Tuesday, March 8, 2022

Delayed Reaction: Resurrection

Premise: A figure from a successful executive’s past returns and throws her life into disarray.

 


We’re really going to let Rebecca Hall’s career go by without any awards attention, huh? She’s been killing it in lead and supporting performances since 2006. It’s hard to find a movie in the last 15 years where she didn’t stand out. However, she always seems to be in the wrong role, in the wrong indie, or in the wrong blockbuster. Penelope Cruz got the Oscar for Vicky Christina Barcelona. The Prestige is the last Christopher Nolan movie that failed to make blockbuster money. She’s in one of the divisive Marvel movies (Iron Man 3). When she’s great in indies like Christine or Professor Marston & the Wonder Women, they are movies the small studios can’t get more people to watch in time.

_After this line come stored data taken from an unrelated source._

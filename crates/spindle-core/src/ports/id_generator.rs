//! IdGenerator port - ID 生成の抽象化
//!
//! # 実装
//! - **UlidGenerator**: ULID ベース（本番用）

use std::sync::Arc;

use ulid::Ulid;

use crate::domain::TaskId;
use crate::ports::Clock;

/// IdGenerator は push 時に ID を持たないタスクへ ID を割り当てる
pub trait IdGenerator: Send + Sync {
    fn generate_task_id(&self) -> TaskId;
}

/// UlidGenerator は ULID ベースの ID 生成器
///
/// Clock を使って現在時刻ベースの ULID を生成します。
/// FixedClock を使えば timestamp 部分が決定的になります。
pub struct UlidGenerator {
    clock: Arc<dyn Clock>,
}

impl UlidGenerator {
    pub fn new(clock: Arc<dyn Clock>) -> Self {
        Self { clock }
    }
}

impl IdGenerator for UlidGenerator {
    fn generate_task_id(&self) -> TaskId {
        let timestamp_ms = self.clock.now().timestamp_millis() as u64;
        let ulid = Ulid::from_parts(timestamp_ms, rand::random());
        TaskId::from_ulid(ulid)
    }
}

#[cfg(test)]
mod tests {
    use super::*;
    use crate::ports::{FixedClock, SystemClock};
    use chrono::{TimeZone, Utc};

    #[test]
    fn ulid_generator_generates_unique_ids() {
        let id_gen = UlidGenerator::new(Arc::new(SystemClock));

        let id1 = id_gen.generate_task_id();
        let id2 = id_gen.generate_task_id();

        assert_ne!(id1, id2);
        assert!(id1.as_str().starts_with("task-"));
    }

    #[test]
    fn ulid_generator_with_fixed_clock_shares_timestamp() {
        let fixed_time = Utc.with_ymd_and_hms(2024, 1, 1, 12, 0, 0).unwrap();
        let id_gen = UlidGenerator::new(Arc::new(FixedClock::new(fixed_time)));

        let id1 = id_gen.generate_task_id();
        let id2 = id_gen.generate_task_id();

        // ランダム部分があるので ID は異なる
        assert_ne!(id1, id2);

        // timestamp 部分は同じ
        let ts1 = id1.as_ulid().unwrap().timestamp_ms();
        let ts2 = id2.as_ulid().unwrap().timestamp_ms();
        assert_eq!(ts1, ts2);
        assert_eq!(ts1, fixed_time.timestamp_millis() as u64);
    }
}
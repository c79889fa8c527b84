//! Ports - 抽象化レイヤー
//!
//! Engine が外部に依存する箇所はすべて trait として定義します。
//! - StateStore: ドキュメントの get/set（JSON ファイル / InMemory）
//! - TaskExecutor / CommentHook: 実行系
//! - Clock / IdGenerator: テスト容易性のため

pub mod clock;
pub mod executor;
pub mod id_generator;
pub mod state_store;

pub use self::clock::{Clock, FixedClock, SystemClock};
pub use self::executor::{CommentHook, TaskExecutor};
pub use self::id_generator::{IdGenerator, UlidGenerator};
pub use self::state_store::StateStore;
impl EngineConfig {
    pub fn load(options: LoadOptions) -> Result<Self, ConfigError> {
        Self::load_with_env(options, read_env)
    }

    /// Like `load`, with environment lookups going through `lookup`.
    pub fn load_with_env(
        options: LoadOptions,
        lookup: impl Fn(&str) -> Option<String>,
    ) -> Result<Self, ConfigError> {
        let mut config = Self::default();

        if let Some(path) = resolve_config_path(options.config_path.as_deref()) {
            config.apply_patch(read_patch(&path)?);
        } else if options.require_file {
            let expected = options
                .config_path
                .unwrap_or_else(|| PathBuf::from(DEFAULT_CONFIG_FILES[0]));
            return Err(ConfigError::MissingConfigFile(expected));
        }

        config.apply_env_overrides(lookup)?;
        config.validate()?;
        Ok(config)
    }

    pub fn validate(&self) -> Result<(), ConfigError> {
        validate_store(&self.store)?;
        validate_queue(&self.queue)?;
        validate_worker(&self.worker)?;
        if self.logging.level.trim().is_empty() {
            return Err(ConfigError::Validation(
                "logging.level must not be empty".to_string(),
            ));
        }
        Ok(())
    }

    pub fn engine_settings(&self) -> EngineSettings {
        EngineSettings {
            priority_order: self.queue.priority_order.clone(),
            presentation: PresentationDefaults {
                empty_queue_comment: self.presentation.empty_queue_comment.clone(),
                all_queues_empty_comment: self.presentation.all_queues_empty_comment.clone(),
            },
        }
    }

    pub fn poll_interval(&self) -> Duration {
        Duration::from_millis(self.worker.poll_interval_ms)
    }

    pub fn stall_timeout(&self) -> Duration {
        Duration::from_secs(self.worker.stall_timeout_secs)
    }

    fn apply_patch(&mut self, patch: ConfigPatch) {
        if let Some(store) = patch.store {
            if let Some(root) = store.root {
                self.store.root = root;
            }
            if let Some(default_key) = store.default_key {
                self.store.default_key = default_key;
            }
        }

        if let Some(queue) = patch.queue
            && let Some(priority_order) = queue.priority_order
        {
            self.queue.priority_order = priority_order;
        }

        if let Some(presentation) = patch.presentation {
            if let Some(text) = presentation.empty_queue_comment {
                self.presentation.empty_queue_comment = text;
            }
            if let Some(text) = presentation.all_queues_empty_comment {
                self.presentation.all_queues_empty_comment = Some(text);
            }
        }

        if let Some(executor) = patch.executor
            && let Some(working_dir) = executor.working_dir
        {
            self.executor.working_dir = working_dir;
        }

        if let Some(worker) = patch.worker {
            if let Some(poll_interval_ms) = worker.poll_interval_ms {
                self.worker.poll_interval_ms = poll_interval_ms;
            }
            if let Some(stall_timeout_secs) = worker.stall_timeout_secs {
                self.worker.stall_timeout_secs = stall_timeout_secs;
            }
            if let Some(execute_comments) = worker.execute_comments {
                self.worker.execute_comments = execute_comments;
            }
        }

        if let Some(logging) = patch.logging {
            if let Some(level) = logging.level {
                self.logging.level = level;
            }
            if let Some(format) = logging.format {
                self.logging.format = format;
            }
        }
    }

    fn apply_env_overrides(
        &mut self,
        lookup: impl Fn(&str) -> Option<String>,
    ) -> Result<(), ConfigError> {
        let lookup = |key: &str| lookup(key).filter(|value| !value.trim().is_empty());

        if let Some(value) = lookup("SPINDLE_STORE_ROOT") {
            self.store.root = PathBuf::from(value);
        }
        if let Some(value) = lookup("SPINDLE_DEFAULT_KEY") {
            self.store.default_key = value;
        }
        if let Some(value) = lookup("SPINDLE_WORKING_DIR") {
            self.executor.working_dir = PathBuf::from(value);
        }
        if let Some(value) = lookup("SPINDLE_POLL_INTERVAL_MS") {
            self.worker.poll_interval_ms = parse_u64("SPINDLE_POLL_INTERVAL_MS", &value)?;
        }
        if let Some(value) = lookup("SPINDLE_STALL_TIMEOUT_SECS") {
            self.worker.stall_timeout_secs = parse_u64("SPINDLE_STALL_TIMEOUT_SECS", &value)?;
        }
        if let Some(value) = lookup("SPINDLE_LOG_LEVEL") {
            self.logging.level = value;
        }
        if let Some(value) = lookup("SPINDLE_LOG_FORMAT") {
            self.logging.format = value.parse()?;
        }
        Ok(())
    }
}

fn resolve_config_path(explicit_path: Option<&Path>) -> Option<PathBuf> {
    if let Some(path) = explicit_path {
        return path.exists().then_some(path.to_path_buf());
    }

    DEFAULT_CONFIG_FILES
        .into_iter()
        .map(PathBuf::from)
        .find(|path| path.exists())
}

fn read_patch(path: &Path) -> Result<ConfigPatch, ConfigError> {
    let raw = fs::read_to_string(path).map_err(|source| ConfigError::ReadFile {
        path: path.to_path_buf(),
        source,
    })?;
    toml::from_str::<ConfigPatch>(&raw).map_err(|source| ConfigError::ParseFile {
        path: path.to_path_buf(),
        source,
    })
}

fn validate_store(store: &StoreConfig) -> Result<(), ConfigError> {
    if store.default_key.trim().is_empty() {
        return Err(ConfigError::Validation(
            "store.default_key must not be empty".to_string(),
        ));
    }
    Ok(())
}

fn validate_queue(queue: &QueueConfig) -> Result<(), ConfigError> {
    if queue.priority_order.is_empty() {
        return Err(ConfigError::Validation(
            "queue.priority_order must name at least one label".to_string(),
        ));
    }
    for (index, label) in queue.priority_order.iter().enumerate() {
        if label.trim().is_empty() {
            return Err(ConfigError::Validation(format!(
                "queue.priority_order[{index}] is empty"
            )));
        }
        if queue.priority_order[..index].contains(label) {
            return Err(ConfigError::Validation(format!(
                "queue.priority_order lists `{label}` twice"
            )));
        }
    }
    Ok(())
}

fn validate_worker(worker: &WorkerConfig) -> Result<(), ConfigError> {
    if worker.poll_interval_ms == 0 {
        return Err(ConfigError::Validation(
            "worker.poll_interval_ms must be greater than 0".to_string(),
        ));
    }
    if worker.stall_timeout_secs == 0 {
        return Err(ConfigError::Validation(
            "worker.stall_timeout_secs must be greater than 0".to_string(),
        ));
    }
    Ok(())
}

fn read_env(key: &str) -> Option<String> {
    env::var(key).ok()
}

fn parse_u64(key: &str, value: &str) -> Result<u64, ConfigError> {
    value
        .trim()
        .parse::<u64>()
        .map_err(|_| ConfigError::InvalidEnvOverride {
            key: key.to_string(),
            value: value.to_string(),
        })
}

#[derive(Debug, Default, Deserialize)]
#[serde(deny_unknown_fields)]
struct ConfigPatch {
    store: Option<StorePatch>,
    queue: Option<QueuePatch>,
    presentation: Option<PresentationPatch>,
    executor: Option<ExecutorPatch>,
    worker: Option<WorkerPatch>,
    logging: Option<LoggingPatch>,
}

#[derive(Debug, Default, Deserialize)]
struct StorePatch {
    root: Option<PathBuf>,
    default_key: Option<String>,
}

#[derive(Debug, Default, Deserialize)]
struct QueuePatch {
    priority_order: Option<Vec<String>>,
}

She even directed a movie last year, Passing, that was very well received and fought with all its might for Oscar consideration and failed to get any, even with Netflix backing it.

 

She is still only 40. She has time. It’s just a bummer to see how good she is in something like The Night House or Resurrection and knowing that she won’t get the recognition she deserves for them because they’re the wrong genre. Resurrection is one hell of a performance in a very weird movie.

 

The plot itself sounds a little silly. Hall plays Margaret, a successful executive with a daughter set to go onto college. One day, she sees a man from her past, played by Tim Roth, which causes years of trauma to bubble up. We learn that in her past, he had incredible control over her and made some truly incredible claims to maintain that control. This all causes Margaret to fall apart in increasingly manic ways, which Hall plays wonderfully. I’m not sure there’s an actress I’d rather watch having a bad fucking day than Rebecca Hall. She reacts convincingly to nearly everything. There’s one scene in particular that’s an unbroken monologue of her explaining her past with Roth’s character that’s as good as anything I’m likely to see this year. It took me a while to even realize the shot was unbroken.

 

I don’t want to overpromise, but the ending is very weird and very satisfying in a “No, no, yes” kind of way. I do think at times the movie leans a little too hard on how much it can make Rebecca Hall break down. I wonder how tedious some of the middle beats would’ve been without someone of her caliber in the role. Thankfully, she is in the role though.